Dan untuk makna pemimpin ideal pada saat ini, beliau juga
mengatakan kalau masyarakat lebih cenderung melihat pemimpin yang ia kenal dan yang
disukainya. Sebenarnya dalam hal ini,
masyarakat tidak terlalu peduli dengan “ideal” itu. Karena, semua berawal dari
watak orang Indonesia lebih gampang terpikat dengan perkenalan yang akhirnnya
berujung dengan sikap kepedulian.
Masyarakat merasa kesulitan jika harus menentukan atau mencari
pemimpin yang ideal tanpa mengetahui dan mengenal siapa pemimpin itu. Karena
ideal sendiri masih bersifat global, serta susah untuk ditebak. Bahkan problem
seperti itu sering kali bersifat misteri. Di sisi lain, jika kita mendengar
suara masyarakat Islam, sebenarnya masyarakat Islam pasti menginginkan pemimpin
yang berlatar belakang sama dengannya, yaitu Islam. Tetapi, pada kenyataanya
masyarakat tidak menemukan apa yang diinginkan. Sehingga mereka penuh dalam keadaan
terpaksa harus memilih yang ada. Dan cenderung merasa bosan dengan pemilihan
yang telah lalu.
Walaupun sering kali pemimpin seperti Jokowi melantunkan
janji-janji barunya, kemudian masyarakat merasa itulah yang ideal menurut
mereka. Menurut Muid, hal itu sebenarnya
hanya bentuk ke-indahan demokrasi yang ada di tanah air ini.
Untuk kategori pemimpin
ideal, Muid tetap berpegang teguh bahwa faktor agama lah yang harus
diutamakan dalam kepemimpinan.
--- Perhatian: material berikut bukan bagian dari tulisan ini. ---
// formtamer-postcode/src/country/mod.rs
extern crate alloc;
use alloc::string::String;

/// Derives the postcode table key from a page host name.
///
/// The key is the last label of the host, lowercased, with `uk` mapped to `gb`.
/// A trailing root dot is ignored. Returns `None` for an empty host.
pub fn country_key(host: &str) -> Option<String> {
    let host = host.trim().trim_end_matches('.');
    let label = host.rsplit('.').next()?;
    if label.is_empty() {
        return None;
    }
    let key = label.to_ascii_lowercase();
    if key == "uk" {
        return Some(String::from("gb"));
    }
    Some(key)
}
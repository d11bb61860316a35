// formtamer-postcode/src/keywords/mod.rs
use daachorse::DoubleArrayAhoCorasick;
extern crate alloc;
use alloc::string::String;
use core::fmt;

/// Postal-code terminology across the languages of the rule table.
const KEYWORDS: &[&str] = &[
    "postcode", "post code", "post_code", "post-code", "postal", "zip", "plz",
    "postleitzahl", "code postal", "codepostal", "code_postal", "codigo postal",
    "código postal", "codigopostal", "codice postale", "kod pocztowy", "kodpocztowy",
    "postnummer", "postnr", "postinumero", "eircode", "cep", "cp", "cap", "psc", "psč",
];

/// Keywords short enough to appear inside unrelated words; they only count
/// when surrounded by non-alphanumeric bytes.
const BOUNDARY_ONLY: &[&str] = &["cep", "cp", "cap", "psc"];

/// Detects postal-code fields from their descriptive attributes.
pub struct PostcodeKeywords {
    automaton: DoubleArrayAhoCorasick<usize>,
}

impl fmt::Debug for PostcodeKeywords {
    fn fmt(&self, f: &mut fmt::Formatter<'_>) -> fmt::Result {
        f.debug_struct("PostcodeKeywords")
         .field("automaton", &"<DoubleArrayAhoCorasick>")
         .finish()
    }
}

impl Default for PostcodeKeywords {
    fn default() -> Self {
        Self::new()
    }
}

impl PostcodeKeywords {
    pub fn new() -> Self {
        let automaton = DoubleArrayAhoCorasick::new(KEYWORDS.iter().copied())
            .expect("Failed to build Aho-Corasick automaton for postcode keywords");
        Self { automaton }
    }

    /// Returns true when `text` mentions postal-code terminology.
    pub fn matches(&self, text: &str) -> bool {
        if text.is_empty() {
            return false;
        }
        let lowered: String = text.to_lowercase();
        let bytes = lowered.as_bytes();

        for m in self.automaton.find_overlapping_iter(&lowered) {
            let keyword = KEYWORDS[m.value()];
            if !BOUNDARY_ONLY.contains(&keyword) {
                return true;
            }
            let prefix_ok = m.start() == 0 || !bytes[m.start() - 1].is_ascii_alphanumeric();
            let suffix_ok = m.end() == bytes.len() || !bytes[m.end()].is_ascii_alphanumeric();
            if prefix_ok && suffix_ok {
                return true;
            }
        }
        false
    }

    /// Returns true when any of the given attribute values matches.
    pub fn matches_any<'a, I>(&self, values: I) -> bool
    where
        I: IntoIterator<Item = &'a str>,
    {
        values.into_iter().any(|v| self.matches(v))
    }
}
Walaupun, fakta di lapangan yang terjadi tidak
begitu menyatu dengan keinginan. Kategori selanjutnya adalah pemimpin harus
mempunyai kebijakan. Karena, dari situ bisa kita laporkan atau menilai
keberhasilan kepemimpinan yang dijalankan dengan tegas atau tidak. Serta di situlah
dinilai kekuatan pemimpin itu. Namun, tidak lepas dari karakter, seorang pemimpin
harus tetap memiliki karakter yang kuat, yang keselurahan nya bisa menjadi
modal besar dalam setiap langkahnya. Tetapi, sedikit disayangkan di negeri kita
ini, sungguh berhamburan pemimpin yang berkarakter, namun kekarakterannya tidak
bersinergi. Singkatnya, tidak menggunakan jiwa kepemimpinannya yang ideal.
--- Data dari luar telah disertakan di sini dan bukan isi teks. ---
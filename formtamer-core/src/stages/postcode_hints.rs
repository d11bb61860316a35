//! Postcode hints: annotate postal-code fields with the local format and
//! normalize what the user typed when the field loses focus.
//!
//! License: MIT OR APACHE 2.0

use std::rc::{Rc, Weak};
use std::sync::Arc;
use std::time::Duration;

use anyhow::{anyhow, Context, Result};
use log::debug;
use tinytemplate::{format_unescaped, TinyTemplate};

use crate::engine::{ScanContext, Stage, StageReport};
use crate::errors::FormTamerError;
use crate::host::{select, Document, Event, EventKind, EventListener, NodeId};
use crate::markers::Marker;
use crate::policy::Feature;
use crate::rules::{CompiledPostcodeRule, PostcodeRuleEngine};

/// Class of the inserted hint element.
pub const HINT_CLASS: &str = "ft-postcode-hint";

/// How long a freshly detected field stays highlighted.
pub const HIGHLIGHT_DURATION: Duration = Duration::from_millis(1500);

/// Declarations appended to the field's inline style while highlighted.
pub const HIGHLIGHT_STYLE: &str = "outline: 2px solid #f5a623; outline-offset: 1px;";

const HINT_TEMPLATE: &str = "{country}: e.g. {example}";

/// Renders the hint text for a country, e.g. `Netherlands: e.g. 1234 AB`.
pub fn format_hint(country: &str, example: &str) -> Result<String> {
    let mut tt = TinyTemplate::new();
    tt.set_default_formatter(&format_unescaped);
    tt.add_template("hint", HINT_TEMPLATE)
        .context("Failed to parse hint template")?;
    let ctx = serde_json::json!({ "country": country, "example": example });
    tt.render("hint", &ctx)
        .map_err(|e| anyhow!("Failed to render hint template: {}", e))
}

#[derive(Debug)]
pub struct PostcodeHints {
    engine: PostcodeRuleEngine,
}

impl PostcodeHints {
    pub fn new() -> Result<Self, FormTamerError> {
        Ok(Self {
            engine: PostcodeRuleEngine::new()?,
        })
    }

    pub fn engine(&self) -> &PostcodeRuleEngine {
        &self.engine
    }

    /// Decorates every undecorated postcode field under `ctx.root`.
    pub fn decorate_fields(&self, ctx: &ScanContext<'_>) -> usize {
        let Some(country) = ctx.snapshot.country.as_deref() else {
            return 0;
        };
        let Some(rule) = self.engine.rule(country) else {
            debug!("No postcode rule for '{}'; skipping hints.", country);
            return 0;
        };

        let doc = ctx.doc.as_ref();
        let mut decorated = 0;
        for field in select(doc, ctx.root, &["input"]) {
            if ctx.markers.is_bound(Marker::PostcodeHint, field) {
                continue;
            }
            if !self.engine.is_postcode_field(doc, field) {
                continue;
            }
            ctx.markers.bind(Marker::PostcodeHint, field);
            self.decorate(ctx, field, &rule);
            decorated += 1;
        }
        decorated
    }

    fn decorate(&self, ctx: &ScanContext<'_>, field: NodeId, rule: &Arc<CompiledPostcodeRule>) {
        let doc = ctx.doc.as_ref();
        match format_hint(rule.rule.display_name, rule.rule.example) {
            Ok(text) => {
                let hint = doc.create_element("span");
                doc.set_attribute(hint, "class", HINT_CLASS);
                doc.set_text_content(hint, &text);
                if let Err(e) = doc.insert_after(field, hint) {
                    debug!("Could not insert postcode hint after {}: {}", field, e);
                }
            }
            Err(e) => debug!("Skipping hint for {}: {:#}", field, e),
        }

        highlight(ctx, field);

        doc.add_event_listener(
            field,
            EventKind::Blur,
            false,
            normalize_on_blur(Rc::downgrade(ctx.doc), rule.clone()),
        );
    }
}

fn highlight(ctx: &ScanContext<'_>, field: NodeId) {
    let doc = ctx.doc.as_ref();
    let previous = doc.get_attribute(field, "style");
    let highlighted = match previous.as_deref().map(str::trim) {
        Some(style) if !style.is_empty() => {
            format!("{}; {}", style.trim_end_matches(';'), HIGHLIGHT_STYLE)
        }
        _ => HIGHLIGHT_STYLE.to_string(),
    };
    doc.set_attribute(field, "style", &highlighted);

    let weak = Rc::downgrade(ctx.doc);
    ctx.event_loop.set_timeout(
        HIGHLIGHT_DURATION,
        Box::new(move || {
            let Some(doc) = weak.upgrade() else { return };
            // The page restyled the field meanwhile; keep its style.
            if doc.get_attribute(field, "style").as_deref() != Some(highlighted.as_str()) {
                return;
            }
            match &previous {
                Some(style) => doc.set_attribute(field, "style", style),
                None => doc.remove_attribute(field, "style"),
            }
        }),
    );
}

fn normalize_on_blur(doc: Weak<dyn Document>, rule: Arc<CompiledPostcodeRule>) -> EventListener {
    Rc::new(move |event: &Event| {
        let Some(doc) = doc.upgrade() else { return };
        let field = event.target();
        let raw = doc.value(field);
        if raw.is_empty() {
            return;
        }
        let normalized = rule.normalize(&raw);
        if normalized != raw {
            debug!("Normalized {} postcode {:?} -> {:?}", rule.rule.key, raw, normalized);
            doc.set_value(field, &normalized);
        }
        if !rule.recognizes(&normalized) {
            debug!("{:?} does not look like a {} postcode.", normalized, rule.rule.display_name);
        }
    })
}

impl Stage for PostcodeHints {
    fn name(&self) -> &'static str {
        "postcode_hints"
    }

    fn feature(&self) -> Feature {
        Feature::PostcodeHints
    }

    fn apply(&self, ctx: &ScanContext<'_>) -> StageReport {
        StageReport {
            stage: self.name(),
            touched: self.decorate_fields(ctx),
        }
    }
}

#[cfg(test)]
mod tests {
    use super::*;
    use crate::host::{EventLoop, MemoryDocument, TokioEventLoop};
    use crate::markers::BoundFieldMarkers;
    use crate::policy::{Policy, PolicySnapshot};

    #[test]
    fn test_hint_text() {
        assert_eq!(format_hint("Netherlands", "1234 AB").unwrap(), "Netherlands: e.g. 1234 AB");
        assert_eq!(format_hint("Côte <x>", "A&B").unwrap(), "Côte <x>: e.g. A&B");
    }

    #[tokio::test(start_paused = true)]
    async fn test_decorates_once_and_restores_style() {
        let tokio_loop = TokioEventLoop::new();
        let memory = Rc::new(MemoryDocument::new("www.winkel.nl"));
        let doc: Rc<dyn Document> = memory.clone();
        let event_loop: Rc<dyn EventLoop> = Rc::new(tokio_loop.clone());
        let markers = BoundFieldMarkers::new();
        let snapshot = PolicySnapshot::capture(Policy::default(), &doc.host_name());
        let form = memory.append(memory.root(), "form", &[]);
        let zip = memory.append(form, "input", &[("name", "postcode"), ("style", "color: red;")]);
        let city = memory.append(form, "input", &[("name", "city")]);

        let stage = PostcodeHints::new().unwrap();
        let ctx = ScanContext {
            doc: &doc,
            event_loop: &event_loop,
            markers: &markers,
            snapshot: &snapshot,
            root: doc.root(),
        };
        assert_eq!(stage.decorate_fields(&ctx), 1);
        assert_eq!(stage.decorate_fields(&ctx), 0);

        let children = memory.children(form);
        assert_eq!(children.len(), 3);
        let hint = children[1];
        assert_eq!(memory.get_attribute(hint, "class").as_deref(), Some(HINT_CLASS));
        assert_eq!(memory.text_content(hint), "Netherlands: e.g. 1234 AB");
        assert_eq!(children[2], city);

        let style = memory.get_attribute(zip, "style").unwrap();
        assert!(style.starts_with("color: red; outline"));

        let m = memory.clone();
        tokio_loop
            .run_until(async move {
                tokio::time::sleep(HIGHLIGHT_DURATION + Duration::from_millis(1)).await;
                assert_eq!(m.get_attribute(zip, "style").as_deref(), Some("color: red;"));
            })
            .await;
    }

    #[tokio::test(start_paused = true)]
    async fn test_page_restyle_during_highlight_is_kept() {
        let tokio_loop = TokioEventLoop::new();
        let memory = Rc::new(MemoryDocument::new("www.winkel.nl"));
        let doc: Rc<dyn Document> = memory.clone();
        let event_loop: Rc<dyn EventLoop> = Rc::new(tokio_loop.clone());
        let markers = BoundFieldMarkers::new();
        let snapshot = PolicySnapshot::capture(Policy::default(), &doc.host_name());
        let form = memory.append(memory.root(), "form", &[]);
        let zip = memory.append(form, "input", &[("name", "postcode")]);
        let plain = memory.append(form, "input", &[("name", "zipcode")]);

        let stage = PostcodeHints::new().unwrap();
        let ctx = ScanContext {
            doc: &doc,
            event_loop: &event_loop,
            markers: &markers,
            snapshot: &snapshot,
            root: doc.root(),
        };
        assert_eq!(stage.decorate_fields(&ctx), 2);
        assert_eq!(memory.get_attribute(zip, "style").as_deref(), Some(HIGHLIGHT_STYLE));
        memory.set_attribute(zip, "style", "display: none");

        let m = memory.clone();
        tokio_loop
            .run_until(async move {
                tokio::time::sleep(HIGHLIGHT_DURATION + Duration::from_millis(1)).await;
                assert_eq!(m.get_attribute(zip, "style").as_deref(), Some("display: none"));
                assert!(m.get_attribute(plain, "style").is_none());
            })
            .await;
    }

    #[test]
    fn test_blur_normalizes_only_on_change() {
        let memory = Rc::new(MemoryDocument::new("example.nl"));
        let doc: Rc<dyn Document> = memory.clone();
        let field = memory.append(memory.root(), "input", &[("name", "zip")]);
        let engine = PostcodeRuleEngine::new().unwrap();
        let listener = normalize_on_blur(Rc::downgrade(&doc), engine.rule("nl").unwrap());
        doc.add_event_listener(field, EventKind::Blur, false, listener);

        memory.set_value(field, "1234ab");
        memory.blur(field);
        assert_eq!(memory.value(field), "1234 AB");

        memory.set_value(field, "not a postcode");
        memory.blur(field);
        assert_eq!(memory.value(field), "not a postcode");
    }

    #[test]
    fn test_unknown_country_gets_no_hints() {
        let memory = Rc::new(MemoryDocument::new("localhost"));
        let doc: Rc<dyn Document> = memory.clone();
        let event_loop: Rc<dyn EventLoop> = Rc::new(TokioEventLoop::new());
        let markers = BoundFieldMarkers::new();
        let snapshot = PolicySnapshot::capture(Policy::default(), "localhost");
        memory.append(memory.root(), "input", &[("name", "zip")]);
        let before = memory.node_count();

        let ctx = ScanContext { doc: &doc, event_loop: &event_loop, markers: &markers, snapshot: &snapshot, root: doc.root() };
        assert_eq!(PostcodeHints::new().unwrap().decorate_fields(&ctx), 0);
        assert_eq!(memory.node_count(), before);
    }
}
"Ada banyak faktor yang mengurangi bahkan menghilangkan jiwa
kepemimpinan, sehingga ada kelemahan yang sampai saat ini masih melekat di
Indonesia, yaitu masalah pencitraan. Diakui atau tidak, di negeri kita ini
sungguh berhamburan watak yang berkarakter. Namun di lain hal mereka tidak
begitu peduli terhadap pencitraan, padahal jika kita mengamati bahwa separuh
kesuksesan pemimpin itu ada pada pencitraan," papar Muid.
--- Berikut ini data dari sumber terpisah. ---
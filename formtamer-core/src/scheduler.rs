//! Frame-aligned coalescing of re-application requests.
//!
//! Mutation observers can fire hundreds of times while a page renders. The
//! scheduler folds every notification that arrives while a re-application is
//! pending into that single pending run, so the pipeline runs at most once per
//! animation frame. The pending flag is cleared before the target runs, so
//! mutations the target itself causes schedule the next frame.

use std::cell::Cell;
use std::rc::Rc;

use log::debug;

use crate::host::EventLoop;

const TARGET: &str = "formtamer_core::scheduler";

pub struct ScanScheduler {
    event_loop: Rc<dyn EventLoop>,
    scheduled: Rc<Cell<bool>>,
    target: Rc<dyn Fn()>,
}

impl std::fmt::Debug for ScanScheduler {
    fn fmt(&self, f: &mut std::fmt::Formatter<'_>) -> std::fmt::Result {
        f.debug_struct("ScanScheduler")
            .field("scheduled", &self.scheduled.get())
            .finish()
    }
}

impl ScanScheduler {
    pub fn new(event_loop: Rc<dyn EventLoop>, target: Rc<dyn Fn()>) -> Self {
        Self {
            event_loop,
            scheduled: Rc::new(Cell::new(false)),
            target,
        }
    }

    /// Requests a re-application on the next frame. Returns false when one is
    /// already pending and this request was absorbed.
    pub fn notify(&self) -> bool {
        if self.scheduled.replace(true) {
            debug!(target: TARGET, "Re-application already pending; absorbed notification.");
            return false;
        }
        let scheduled = self.scheduled.clone();
        let target = self.target.clone();
        self.event_loop.request_animation_frame(Box::new(move || {
            scheduled.set(false);
            debug!(target: TARGET, "Frame tick; re-applying.");
            target();
        }));
        true
    }

    pub fn is_pending(&self) -> bool {
        self.scheduled.get()
    }
}

#[cfg(test)]
mod tests {
    use super::*;
    use crate::host::{TokioEventLoop, FRAME_INTERVAL};
    use std::time::Duration;

    #[tokio::test(start_paused = true)]
    async fn test_burst_coalesces_into_one_call() {
        let tokio_loop = TokioEventLoop::new();
        let calls = Rc::new(Cell::new(0));
        let c = calls.clone();
        let scheduler = Rc::new(ScanScheduler::new(
            Rc::new(tokio_loop.clone()),
            Rc::new(move || c.set(c.get() + 1)),
        ));

        let s = scheduler.clone();
        let counted = calls.clone();
        tokio_loop
            .run_until(async move {
                assert!(s.notify());
                for _ in 0..50 {
                    assert!(!s.notify());
                }
                assert!(s.is_pending());
                tokio::time::sleep(FRAME_INTERVAL + Duration::from_millis(1)).await;
                assert_eq!(counted.get(), 1);
                assert!(!s.is_pending());

                assert!(s.notify());
                tokio::time::sleep(FRAME_INTERVAL + Duration::from_millis(1)).await;
                assert_eq!(counted.get(), 2);
            })
            .await;
    }

    #[tokio::test(start_paused = true)]
    async fn test_target_can_reschedule_itself() {
        let tokio_loop = TokioEventLoop::new();
        let calls = Rc::new(Cell::new(0));
        let slot: Rc<Cell<Option<Rc<ScanScheduler>>>> = Rc::new(Cell::new(None));

        let c = calls.clone();
        let inner = slot.clone();
        let scheduler = Rc::new(ScanScheduler::new(
            Rc::new(tokio_loop.clone()),
            Rc::new(move || {
                c.set(c.get() + 1);
                if c.get() == 1 {
                    if let Some(s) = inner.take() {
                        assert!(s.notify());
                    }
                }
            }),
        ));
        slot.set(Some(scheduler.clone()));

        let s = scheduler.clone();
        let counted = calls.clone();
        tokio_loop
            .run_until(async move {
                s.notify();
                tokio::time::sleep(FRAME_INTERVAL * 3).await;
                assert_eq!(counted.get(), 2);
            })
            .await;
    }
}
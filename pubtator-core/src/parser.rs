//! # Leitor e Escritor do Formato PubTator
//!
//! Um arquivo PubTator é uma sequência de blocos separados por linha em branco:
//!
//! ```text
//! PMID|t|Título
//! PMID|a|Abstract
//! PMID<TAB>início<TAB>fim<TAB>texto<TAB>tipo<TAB>conceito[,conceito...]
//! PMID<TAB>id<TAB>tipo-de-relação<TAB>id[<TAB>id...]
//! ```
//!
//! Linhas de menção têm os campos 2 e 3 numéricos; as demais linhas com pelo
//! menos 4 campos são relações. Problemas estruturais viram
//! [`Error::Format`] com arquivo e linha.

use std::io::Write;
use std::path::Path;
use std::sync::OnceLock;

use regex::Regex;

use crate::document::{Document, Mention, Relation};
use crate::error::{Error, Result};

/// Bloco lido do arquivo, antes da validação de offsets.
#[derive(Debug, Clone, PartialEq, Eq)]
pub struct RawDocument {
    pub pmid: String,
    pub title: String,
    pub abstract_text: String,
    pub mentions: Vec<Mention>,
    pub relations: Vec<Relation>,
}

/// Um bloco de linhas não vazias e o número da sua primeira linha.
#[derive(Debug, Clone, PartialEq, Eq)]
pub struct Block<'a> {
    pub line: usize,
    pub lines: Vec<&'a str>,
}

fn text_line_regex() -> &'static Regex {
    static TEXT_LINE: OnceLock<Regex> = OnceLock::new();
    TEXT_LINE.get_or_init(|| Regex::new(r"^([^|\t]+)\|([ta])\|(.*)$").expect("static regex"))
}

/// Separa o conteúdo em blocos (linhas em branco são separadores).
pub fn split_blocks(content: &str) -> Vec<Block<'_>> {
    let mut blocks = Vec::new();
    let mut current: Option<Block<'_>> = None;

    for (i, line) in content.lines().enumerate() {
        let line = line.strip_suffix('\r').unwrap_or(line);
        if line.trim().is_empty() {
            if let Some(block) = current.take() {
                blocks.push(block);
            }
            continue;
        }
        current
            .get_or_insert_with(|| Block {
                line: i + 1,
                lines: Vec::new(),
            })
            .lines
            .push(line);
    }
    if let Some(block) = current {
        blocks.push(block);
    }
    blocks
}

/// PMID no início de uma linha de texto ou de anotação.
fn line_pmid(line: &str) -> Option<&str> {
    line.split(|c| c == '|' || c == '\t')
        .next()
        .filter(|p| !p.is_empty())
}

fn format_error(file: &Path, line: usize, pmid: Option<&str>, message: String) -> Error {
    Error::Format {
        file: file.to_path_buf(),
        line,
        pmid: pmid.map(str::to_string),
        message,
    }
}

/// Título ou abstract: `(pmid, texto)`. `block_pmid` identifica o bloco nos erros.
fn parse_text_line<'a>(
    file: &Path,
    line_no: usize,
    line: &'a str,
    expected: &str,
    block_pmid: Option<&str>,
) -> Result<(&'a str, &'a str)> {
    let caps = text_line_regex().captures(line).ok_or_else(|| {
        format_error(
            file,
            line_no,
            block_pmid,
            format!("expected '{}' line of the form 'PMID|{}|text'", expected, expected),
        )
    })?;
    let kind = caps.get(2).map_or("", |m| m.as_str());
    if kind != expected {
        return Err(format_error(
            file,
            line_no,
            block_pmid,
            format!("expected '|{}|' line, found '|{}|'", expected, kind),
        ));
    }
    let pmid = caps.get(1).map_or("", |m| m.as_str());
    let text = caps.get(3).map_or("", |m| m.as_str());
    Ok((pmid, text))
}

fn parse_offset(field: &str) -> Option<usize> {
    field.trim().parse().ok()
}

/// Interpreta um bloco. `first_line` é o número (1-based) da primeira linha.
pub fn parse_block(file: &Path, first_line: usize, lines: &[&str]) -> Result<RawDocument> {
    let title_line = lines
        .first()
        .ok_or_else(|| format_error(file, first_line, None, "empty block".to_string()))?;
    let (pmid, title) =
        parse_text_line(file, first_line, title_line, "t", line_pmid(title_line))?;
    let block_error = |line: usize, message: String| format_error(file, line, Some(pmid), message);

    let abstract_line = lines
        .get(1)
        .ok_or_else(|| block_error(first_line + 1, "missing abstract line".to_string()))?;
    let (abstract_pmid, abstract_text) =
        parse_text_line(file, first_line + 1, abstract_line, "a", Some(pmid))?;
    if abstract_pmid != pmid {
        return Err(block_error(
            first_line + 1,
            format!("PMID '{}' differs from title PMID '{}'", abstract_pmid, pmid),
        ));
    }

    let mut mentions = Vec::new();
    let mut relations = Vec::new();
    for (offset, line) in lines.iter().enumerate().skip(2) {
        let line_no = first_line + offset;
        let fields: Vec<&str> = line.split('\t').collect();
        if fields[0] != pmid {
            return Err(block_error(
                line_no,
                format!("PMID '{}' differs from block PMID '{}'", fields[0], pmid),
            ));
        }

        let offsets = match (fields.get(1), fields.get(2)) {
            (Some(start), Some(end)) => parse_offset(start).zip(parse_offset(end)),
            _ => None,
        };
        if let Some((start, end)) = offsets {
            if fields.len() < 5 {
                return Err(block_error(
                    line_no,
                    format!("mention line has {} fields, expected at least 5", fields.len()),
                ));
            }
            let concept_ids = fields
                .get(5)
                .map(|ids| {
                    ids.split(',')
                        .map(str::trim)
                        .filter(|id| !id.is_empty())
                        .map(str::to_string)
                        .collect()
                })
                .unwrap_or_default();
            mentions.push(Mention::new(start, end, fields[3], fields[4], concept_ids));
        } else if fields.len() >= 4 {
            let mut arguments = vec![fields[1].to_string()];
            arguments.extend(fields[3..].iter().map(|a| a.to_string()));
            relations.push(Relation {
                kind: fields[2].to_string(),
                arguments,
            });
        } else {
            return Err(block_error(
                line_no,
                format!("unrecognized annotation line with {} fields", fields.len()),
            ));
        }
    }

    Ok(RawDocument {
        pmid: pmid.to_string(),
        title: title.to_string(),
        abstract_text: abstract_text.to_string(),
        mentions,
        relations,
    })
}

/// Lê todos os blocos de um conteúdo, um resultado por bloco.
pub fn parse_str<'a>(
    file: &'a Path,
    content: &'a str,
) -> impl Iterator<Item = Result<RawDocument>> + 'a {
    split_blocks(content)
        .into_iter()
        .map(move |block| parse_block(file, block.line, &block.lines))
}

/// PMID de um bloco, se a primeira linha permitir identificá-lo.
pub fn block_pmid<'a>(block: &Block<'a>) -> Option<&'a str> {
    block.lines.first().and_then(|line| line_pmid(line))
}

/// Escreve um documento no formato PubTator (offsets do arquivo original).
pub fn write_document<W: Write>(doc: &Document, writer: &mut W) -> Result<()> {
    let offset = doc.file_offset();
    writeln!(writer, "{}|t|{}", doc.pmid(), doc.title())?;
    writeln!(writer, "{}|a|{}", doc.pmid(), doc.abstract_text())?;
    for m in doc.mentions() {
        writeln!(
            writer,
            "{}\t{}\t{}\t{}\t{}\t{}",
            doc.pmid(),
            m.start + offset,
            m.end + offset,
            m.text,
            m.entity_type,
            m.concept_ids.join(",")
        )?;
    }
    for r in doc.relations() {
        let (first, rest) = r
            .arguments
            .split_first()
            .map_or(("", &[][..]), |(f, r)| (f.as_str(), r));
        let mut fields = vec![doc.pmid(), first, r.kind.as_str()];
        fields.extend(rest.iter().map(String::as_str));
        writeln!(writer, "{}", fields.join("\t"))?;
    }
    writeln!(writer)?;
    Ok(())
}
Selain itu, pemimpin juga dituntut bagaimana memanfaatkan waktu
untuk publik, karena di situlah kesempatan untuk mencitrakan diri. Publik sebagai
mediator yang dapat digunakan untuk bertampil pada masyarakat. Dan itu sebagai letak
kecerdasan pemimpin yang harus dibuktikan. Jadi, dia harus memanfaatkan waktu
untuk mengenalkan bahwa jiwa kepemimpinannya bisa terbukti. Dan dalam hal ini media lah yang harus kita lirik.